# Blu-Ray Player



## the_rookie (Sep 30, 2008)

So I went out and picked up Panasonic TH-46PZ80U. But now I need a Blu-Ray player to have some HD viewing pleasure materials.

What would you guys recommend?

And buying from where?

What price should I expect to pay?

I was thinking of getting the Panasonic DMP-BD35K for $299.99


----------



## Otto (May 18, 2006)

That's a find BD player. The only thing I might suggest is that if you dont' have HDMI audio, and you want to take full advantage of the lossless codecs, you'll need 5.1/7.1 analog outputs from the BD player. The 35 doesn't do that, but the Panasonic DMP-BD55K does. It's just their next model up, and I think it's somewhere around $350-400. 

If you are currently successfully using HDMI for audio, go with the 35 you mentioned and enjoy!


----------



## eugovector (Sep 4, 2006)

Playback quality is larger the same on all blu-ray players, so get watever is the least expensive with the features that you want.
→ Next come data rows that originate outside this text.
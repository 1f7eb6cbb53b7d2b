use anyhow::Context;
use async_trait::async_trait;
use resend_rs::types::CreateEmailBaseOptions;
use resend_rs::Resend;

/// Outbound transactional-email seam. Returns the provider-assigned
/// message id on success.
#[async_trait]
pub trait Mailer: Send + Sync {
    async fn send(&self, from: &str, to: &str, subject: &str, html: &str)
        -> anyhow::Result<String>;
}

pub struct ResendMailer {
    client: Resend,
}

impl ResendMailer {
    pub fn from_env() -> Self {
        let api_key = std::env::var("RESEND_API_KEY")
            .expect("RESEND_API_KEY must be set");
        Self {
            client: Resend::new(&api_key),
        }
    }
}

#[async_trait]
impl Mailer for ResendMailer {
    async fn send(&self, from: &str, to: &str, subject: &str, html: &str)
        -> anyhow::Result<String>
    {
        let email = CreateEmailBaseOptions::new(from, [to], subject).with_html(html);
        let sent = self
            .client
            .emails
            .send(email)
            .await
            .context("resend API call failed")?;
        Ok(sent.id.to_string())
    }
}
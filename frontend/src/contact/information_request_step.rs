use yew::prelude::*;

use crate::contact::fields::{field_error, select_callback, textarea_callback};
use crate::contact::form_state::FormFlow;

const SUBJECTS: [(&str, &str); 6] = [
    ("informations-services", "Informations sur nos services"),
    ("tarifs", "Questions sur les tarifs"),
    ("support", "Support technique"),
    ("partenariat", "Opportunités de partenariat"),
    ("conseils", "Demande de conseils"),
    ("autre", "Autre"),
];

#[derive(Properties, PartialEq)]
pub struct InformationRequestStepProps {
    pub flow: FormFlow,
    pub on_change: Callback<FormFlow>,
}

#[function_component(InformationRequestStep)]
pub fn information_request_step(props: &InformationRequestStepProps) -> Html {
    let record = &props.flow.record;
    let on_subject =
        select_callback(&props.flow, &props.on_change, "subject", |r, v| r.subject = v);
    let on_message =
        textarea_callback(&props.flow, &props.on_change, "message", |r, v| r.message = v);

    html! {
        <div class="step-content">
            <div class="step-heading">
                <h2>{ "Votre demande d'information" }</h2>
                <p>{ "Décrivez votre demande et nous vous répondrons rapidement" }</p>
            </div>

            <div class="form-field">
                <label for="subject">{ "Sujet de votre demande *" }</label>
                <select id="subject" onchange={on_subject}>
                    <option value="" disabled=true selected={record.subject.is_empty()}>
                        { "Sélectionnez un sujet" }
                    </option>
                    { for SUBJECTS.iter().map(|(value, label)| html! {
                        <option value={*value} selected={record.subject == *value}>{ *label }</option>
                    }) }
                </select>
                { field_error(&props.flow, "subject") }
            </div>

            <div class="form-field">
                <label for="message">{ "Votre message *" }</label>
                <textarea
                    id="message"
                    rows="6"
                    placeholder="Décrivez votre demande en détail..."
                    value={record.message.clone()}
                    oninput={on_message}
                />
                { field_error(&props.flow, "message") }
            </div>
        </div>
    }
}
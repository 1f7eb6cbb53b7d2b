#[cfg(debug_assertions)]
pub fn get_backend_url() -> &'static str {
    "http://localhost:3001" // Development URL when running locally
}

#[cfg(not(debug_assertions))]
pub fn get_backend_url() -> &'static str {
    "" // Production: same origin
}
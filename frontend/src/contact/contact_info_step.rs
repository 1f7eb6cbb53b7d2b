use yew::prelude::*;

use crate::contact::fields::{field_error, input_callback};
use crate::contact::form_state::FormFlow;
use crate::contact::types::RequestType;

#[derive(Properties, PartialEq)]
pub struct ContactInfoStepProps {
    pub flow: FormFlow,
    pub on_change: Callback<FormFlow>,
}

#[function_component(ContactInfoStep)]
pub fn contact_info_step(props: &ContactInfoStepProps) -> Html {
    let record = &props.flow.record;
    let is_quote = record.request_type == Some(RequestType::Quote);

    let on_first_name =
        input_callback(&props.flow, &props.on_change, "firstName", |r, v| r.first_name = v);
    let on_last_name =
        input_callback(&props.flow, &props.on_change, "lastName", |r, v| r.last_name = v);
    let on_email = input_callback(&props.flow, &props.on_change, "email", |r, v| r.email = v);
    let on_phone = input_callback(&props.flow, &props.on_change, "phone", |r, v| r.phone = v);
    let on_company =
        input_callback(&props.flow, &props.on_change, "company", |r, v| r.company = v);

    html! {
        <div class="step-content">
            <div class="step-heading">
                <h2>{ "Vos informations de contact" }</h2>
                <p>
                    { if is_quote {
                        "Ces informations nous permettront de vous recontacter pour votre devis"
                    } else {
                        "Ces informations nous permettront de vous répondre"
                    } }
                </p>
            </div>

            <div class="form-grid">
                <div class="form-field">
                    <label for="firstName">{ "Prénom *" }</label>
                    <input
                        id="firstName"
                        type="text"
                        value={record.first_name.clone()}
                        oninput={on_first_name}
                    />
                    { field_error(&props.flow, "firstName") }
                </div>
                <div class="form-field">
                    <label for="lastName">{ "Nom *" }</label>
                    <input
                        id="lastName"
                        type="text"
                        value={record.last_name.clone()}
                        oninput={on_last_name}
                    />
                    { field_error(&props.flow, "lastName") }
                </div>
            </div>

            <div class="form-grid">
                <div class="form-field">
                    <label for="email">{ "Email *" }</label>
                    <input
                        id="email"
                        type="email"
                        value={record.email.clone()}
                        oninput={on_email}
                    />
                    { field_error(&props.flow, "email") }
                </div>
                <div class="form-field">
                    <label for="phone">{ if is_quote { "Téléphone *" } else { "Téléphone" } }</label>
                    <input
                        id="phone"
                        type="tel"
                        placeholder="Votre numéro de téléphone"
                        value={record.phone.clone()}
                        oninput={on_phone}
                    />
                    { field_error(&props.flow, "phone") }
                </div>
            </div>

            if is_quote {
                <div class="form-field">
                    <label for="company">{ "Entreprise *" }</label>
                    <input
                        id="company"
                        type="text"
                        placeholder="Nom de votre entreprise"
                        value={record.company.clone()}
                        oninput={on_company}
                    />
                    { field_error(&props.flow, "company") }
                </div>
            }
        </div>
    }
}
In the next few years, we're going to see:

1) Player Prices Drop Dramatically
2) The Blu-ray format largely dies out because the masses adopt 720p downloadable video
3) Both

When any of those things happen, the last thing you're going to want is a $450 player sitting on your console.


----------



## salvasol (Oct 31, 2006)

Do you like to play games???? :foottap:







(Then, get a PS3 :bigsmile


----------



## panther3769 (Feb 8, 2009)

salvasol said:


> Do you like to play games???? :foottap:
> 
> 
> 
> ...


[BANANA]I concur[/BANANA]


----------